Capítulo 7
Tlin, tlin... Sonó una campanilla alegre y solitaria al entrar. Como en todos los anticuarios daba la sensación de que no había nadie y que, de pronto, algún vejestorio artrítico o algún polvoriento fantasma haría su entrada en escena empujando un biombo o desplazando un chinfonier. Penetramos en aquel atestado local. Al fondo había una butaca y cuatro sillas tapizadas de cuero. Yo me desplomé en el sillón que sopló como una yegua que expirara. Karenino vino a acostarse a mis pies y los dos bohemios ocuparon las sillas. Por doquiera que tornaba mi vista, como Séneca, veía las pruebas de mi senectud en la senectud de todo, y no hallaba cosa en la que poner los ojos, como Quevedo, que no fuese recuerdo de la muerte. A mi izquierda y a la altura de mi cara un televisor fundido y nevado de polvo. Enfrente un espejo enmarcado por bucles dorados. En su centro yo, patético, con esa cara perpetua de haberme acabado de dar cuenta de que soy mortal, con los hilos blancos culebreando mis cabellos y el cráneo pujando por salir de la carne por los huesos de la cara y enseñorearse de mí.
Todas las cosa antiguas del anticuario gravitaban en el fondo del espejo: Lámparas de cristales colgantes como lágrimas con una sola bombilla encendida, cuadros inverosímiles con marcos nobles en los que aparecían monos pensativos, calles llovidas o un primer plano de un lánguido tigre.

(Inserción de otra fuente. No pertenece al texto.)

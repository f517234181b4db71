//! Key generation and key export/import.
//!
//! The private key is a sparse `t` (ternary or product-form); the
//! polynomial actually used for decryption is `f = 1 + 3t`, which is
//! invertible mod 3 by construction. The public key is `h = 3·g·f⁻¹ mod q`.

use rand::{CryptoRng, RngCore};
use tracing::{debug, trace};
use zeroize::{Zeroize, ZeroizeOnDrop, Zeroizing};

use crate::convolution::mult_tern;
use crate::error::{NtruError, Result};
use crate::inverse::{invert_mod_prime, invert_mod_q};
use crate::params::{EncParams, OID_LEN, P};
use crate::poly::{Poly, ProdPoly, RingPoly, TernPoly};
use crate::sampling::{gen_private_poly, gen_tern, IndexGenerator};
use crate::serialize::{pack_bits, pack_coeffs, unpack_bits, unpack_coeffs};
use crate::stream::SeedStream;

/// Resampling budget for each of `f` and `g`.
pub const MAX_KEYGEN_ATTEMPTS: u32 = 64;

/// Public key `h`, tagged with its parameter set.
#[derive(Clone, Debug, PartialEq, Eq)]
pub struct PublicKey {
    pub(crate) params: EncParams,
    pub(crate) h: Poly,
}

impl PublicKey {
    pub fn params(&self) -> &EncParams {
        &self.params
    }

    /// Coefficients of `h`, in `[0, q)`.
    pub fn h(&self) -> &Poly {
        &self.h
    }

    /// `h` packed at `log2(q)` bits per coefficient.
    pub fn packed_h(&self) -> Vec<u8> {
        pack_coeffs(&self.h, self.params.q)
    }

    /// Serialize as `oid || packed h`.
    #[must_use]
    pub fn to_bytes(&self) -> Vec<u8> {
        let mut buf = Vec::with_capacity(self.params.pub_len());
        buf.extend_from_slice(&self.params.oid);
        buf.extend_from_slice(&self.packed_h());
        buf
    }

    /// Deserialize from bytes. The parameter set is taken from the OID.
    pub fn from_bytes(data: &[u8]) -> Result<Self> {
        let params = params_for(data, "public key")?;
        if data.len() != params.pub_len() {
            return Err(NtruError::SerializationFailure(format!(
                "public key for {} must be {} bytes, got {}",
                params.name,
                params.pub_len(),
                data.len()
            )));
        }
        let h = unpack_coeffs(&data[OID_LEN..], usize::from(params.n), params.q)?;
        Ok(PublicKey { params: *params, h })
    }
}

/// Private key `t`, tagged with its parameter set.
///
/// Zeroized on drop. Does not implement `Debug` so it cannot end up in
/// logs.
#[derive(Clone, PartialEq, Eq, Zeroize, ZeroizeOnDrop)]
pub struct PrivateKey {
    #[zeroize(skip)]
    params: EncParams,
    t: RingPoly,
}

impl PrivateKey {
    pub fn params(&self) -> &EncParams {
        &self.params
    }

    /// The sparse polynomial `t`. Always the `Ternary` or `Product` variant.
    pub(crate) fn t(&self) -> &RingPoly {
        &self.t
    }

    /// `f = 1 + 3t` as a dense polynomial.
    pub fn f(&self) -> Zeroizing<Poly> {
        private_f(&self.t)
    }

    fn factors(&self) -> Vec<&TernPoly> {
        match &self.t {
            RingPoly::Ternary(t) => vec![t],
            RingPoly::Product(p) => vec![&p.f1, &p.f2, &p.f3],
            RingPoly::Dense(_) => Vec::new(),
        }
    }

    /// Serialize as `oid || indices`, where the indices are the +1 then -1
    /// positions of each ternary factor, packed at `ceil(log2 N)` bits.
    ///
    /// The returned buffer is zeroized on drop.
    #[must_use]
    pub fn to_bytes(&self) -> Zeroizing<Vec<u8>> {
        let mut buf = Vec::with_capacity(self.params.priv_len());
        buf.extend_from_slice(&self.params.oid);
        let indices = self
            .factors()
            .into_iter()
            .flat_map(|t| t.ones().iter().chain(t.neg_ones()))
            .map(|&i| u32::from(i));
        pack_bits(indices, self.params.index_bits(), &mut buf);
        Zeroizing::new(buf)
    }

    /// Deserialize from bytes. The parameter set is taken from the OID.
    pub fn from_bytes(data: &[u8]) -> Result<Self> {
        let params = params_for(data, "private key")?;
        if data.len() != params.priv_len() {
            return Err(NtruError::SerializationFailure(format!(
                "private key for {} must be {} bytes, got {}",
                params.name,
                params.priv_len(),
                data.len()
            )));
        }
        let indices = Zeroizing::new(unpack_bits(
            &data[OID_LEN..],
            params.private_index_count(),
            params.index_bits(),
        ));
        let mut rest: &[u32] = &indices;
        let t = if params.prod_flag {
            let f1 = read_tern(&mut rest, params.n, params.df1)?;
            let f2 = read_tern(&mut rest, params.n, params.df2)?;
            let f3 = read_tern(&mut rest, params.n, params.df3)?;
            RingPoly::Product(ProdPoly { f1, f2, f3 })
        } else {
            RingPoly::Ternary(read_tern(&mut rest, params.n, params.df)?)
        };
        Ok(PrivateKey { params: *params, t })
    }
}

fn read_tern(rest: &mut &[u32], n: u16, weight: u16) -> Result<TernPoly> {
    let w = usize::from(weight);
    let slice: &[u32] = *rest;
    let (ones, tail) = slice.split_at(w);
    let (neg_ones, tail) = tail.split_at(w);
    *rest = tail;
    let to_u16 = |s: &[u32]| s.iter().map(|&i| i as u16).collect::<Vec<_>>();
    TernPoly::new(n, to_u16(ones), to_u16(neg_ones))
        .map_err(|e| NtruError::SerializationFailure(e.to_string()))
}

fn params_for(data: &[u8], what: &str) -> Result<&'static EncParams> {
    let oid = data.get(..OID_LEN).ok_or_else(|| {
        NtruError::SerializationFailure(format!("{what} is shorter than its OID header"))
    })?;
    EncParams::from_oid(oid).ok_or_else(|| {
        NtruError::SerializationFailure(format!("{what} has unknown OID {oid:02x?}"))
    })
}

/// A public key and the private key it was generated with.
#[derive(Clone, PartialEq, Eq)]
pub struct KeyPair {
    public: PublicKey,
    private: PrivateKey,
}

impl KeyPair {
    /// Pairs separately imported keys, checking that they belong together:
    /// `f·h = 3g` has every coefficient in {-3, 0, 3}.
    pub fn new(public: PublicKey, private: PrivateKey) -> Result<Self> {
        if public.params != private.params {
            return Err(NtruError::InvalidParameter(format!(
                "public key is {}, private key is {}",
                public.params.name, private.params.name
            )));
        }
        let q = public.params.q;
        let mut fh = private.t.mult(&public.h, q);
        fh.mult_fac(i32::from(P));
        let mut fh = fh.add(&public.h);
        fh.center_mod(q);
        if fh.coeffs.iter().any(|&c| !matches!(c, -3 | 0 | 3)) {
            return Err(NtruError::InvalidParameter(
                "public key does not belong to private key".into(),
            ));
        }
        Ok(KeyPair { public, private })
    }

    pub fn public(&self) -> &PublicKey {
        &self.public
    }

    pub fn private(&self) -> &PrivateKey {
        &self.private
    }
}

fn private_f(t: &RingPoly) -> Zeroizing<Poly> {
    let mut f = Zeroizing::new(t.to_dense());
    f.mult_fac(i32::from(P));
    f.coeffs[0] += 1;
    f
}

/// Samples `t` until `f = 1 + 3t` is invertible mod q. Returns `t` and
/// `f⁻¹ mod q`.
fn gen_invertible_private<R: RngCore + ?Sized>(
    params: &EncParams,
    igf: &mut IndexGenerator<'_, R>,
) -> Result<(RingPoly, Zeroizing<Poly>)> {
    for attempt in 1..=MAX_KEYGEN_ATTEMPTS {
        let mut t = gen_private_poly(params, igf)?;
        if let Some(fq) = invert_mod_q(&private_f(&t), params.q) {
            return Ok((t, Zeroizing::new(fq)));
        }
        t.zeroize();
        debug!(
            params = params.name,
            attempt,
            "f not invertible mod q, resampling"
        );
    }
    Err(NtruError::GenerationExhausted {
        what: "an invertible private key",
        attempts: MAX_KEYGEN_ATTEMPTS,
    })
}

/// Samples `g` until it is invertible mod 2 and returns `h = 3·g·fq mod q`.
fn gen_public_poly<R: RngCore + ?Sized>(
    params: &EncParams,
    fq: &Poly,
    igf: &mut IndexGenerator<'_, R>,
) -> Result<Poly> {
    for attempt in 1..=MAX_KEYGEN_ATTEMPTS {
        let g = gen_tern(igf, params.dg, params.dg - 1)?;
        if invert_mod_prime(&g.to_dense(), 2).is_some() {
            let mut h = mult_tern(fq, &g, params.q);
            h.mult_fac(i32::from(P));
            h.reduce_mod(params.q);
            return Ok(h);
        }
        debug!(
            params = params.name,
            attempt,
            "g not invertible mod 2, resampling"
        );
    }
    Err(NtruError::GenerationExhausted {
        what: "an invertible g",
        attempts: MAX_KEYGEN_ATTEMPTS,
    })
}

/// Generates a key pair, drawing all randomness from `rng`.
pub fn generate_key_pair<R: RngCore + CryptoRng + ?Sized>(
    params: &EncParams,
    rng: &mut R,
) -> Result<KeyPair> {
    params.validate()?;
    let mut igf = IndexGenerator::new(rng, params);
    let (t, fq) = gen_invertible_private(params, &mut igf)?;
    let h = gen_public_poly(params, &fq, &mut igf)?;
    trace!(params = params.name, "generated key pair");
    Ok(KeyPair {
        public: PublicKey { params: *params, h },
        private: PrivateKey { params: *params, t },
    })
}

/// Generates a key pair deterministically from `seed`.
pub fn generate_key_pair_det(params: &EncParams, seed: &[u8]) -> Result<KeyPair> {
    generate_key_pair(params, &mut SeedStream::new(seed))
}

/// Generates another public key for an existing private key. Every public
/// key generated this way decrypts with the same private key.
pub fn generate_public_key<R: RngCore + CryptoRng + ?Sized>(
    private: &PrivateKey,
    rng: &mut R,
) -> Result<PublicKey> {
    let params = private.params();
    let fq = Zeroizing::new(invert_mod_q(&private.f(), params.q).ok_or_else(|| {
        NtruError::InvalidParameter("private key is not invertible mod q".into())
    })?);
    let mut igf = IndexGenerator::new(rng, params);
    let h = gen_public_poly(params, &fq, &mut igf)?;
    Ok(PublicKey { params: *params, h })
}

Infinidad de relojes de mesa y de pie parados hace lustros. Una máquina de coser. Una cebra de trapo.
Sin embargo entre las cosas viejas había una tregua, una suspensión del tiempo. Parecía que se aquietaba su fuga en cada cosa salvada de la basura. Y uno se sentía protegido rodeado de aquellos cachivaches supervivientes de la shoah del tiempo, del holocausto de cada día. Algo podía sobrevivir al paso de tiempo pero nosotros, traperos del tiempo, sabíamos cuánto había desaparecido destrozado para que aquello se hubiera salvado, cuántos objetos merecedores de la permanencia habían sucumbido y veíamos nuestro fin en todas esas cosas viejas a la vez que la salvación en el anticuario. Aquellas cosas inservibles, inútiles para todo menos para hacerse la ilusión de cómo fue otro presente de real y de distinto a este, y para hacerse la ilusión de que algo permanece, de que hay una oportunidad frente al voraz apetito de Saturno, nos protegían de él y a la vez nos mostraban su poder.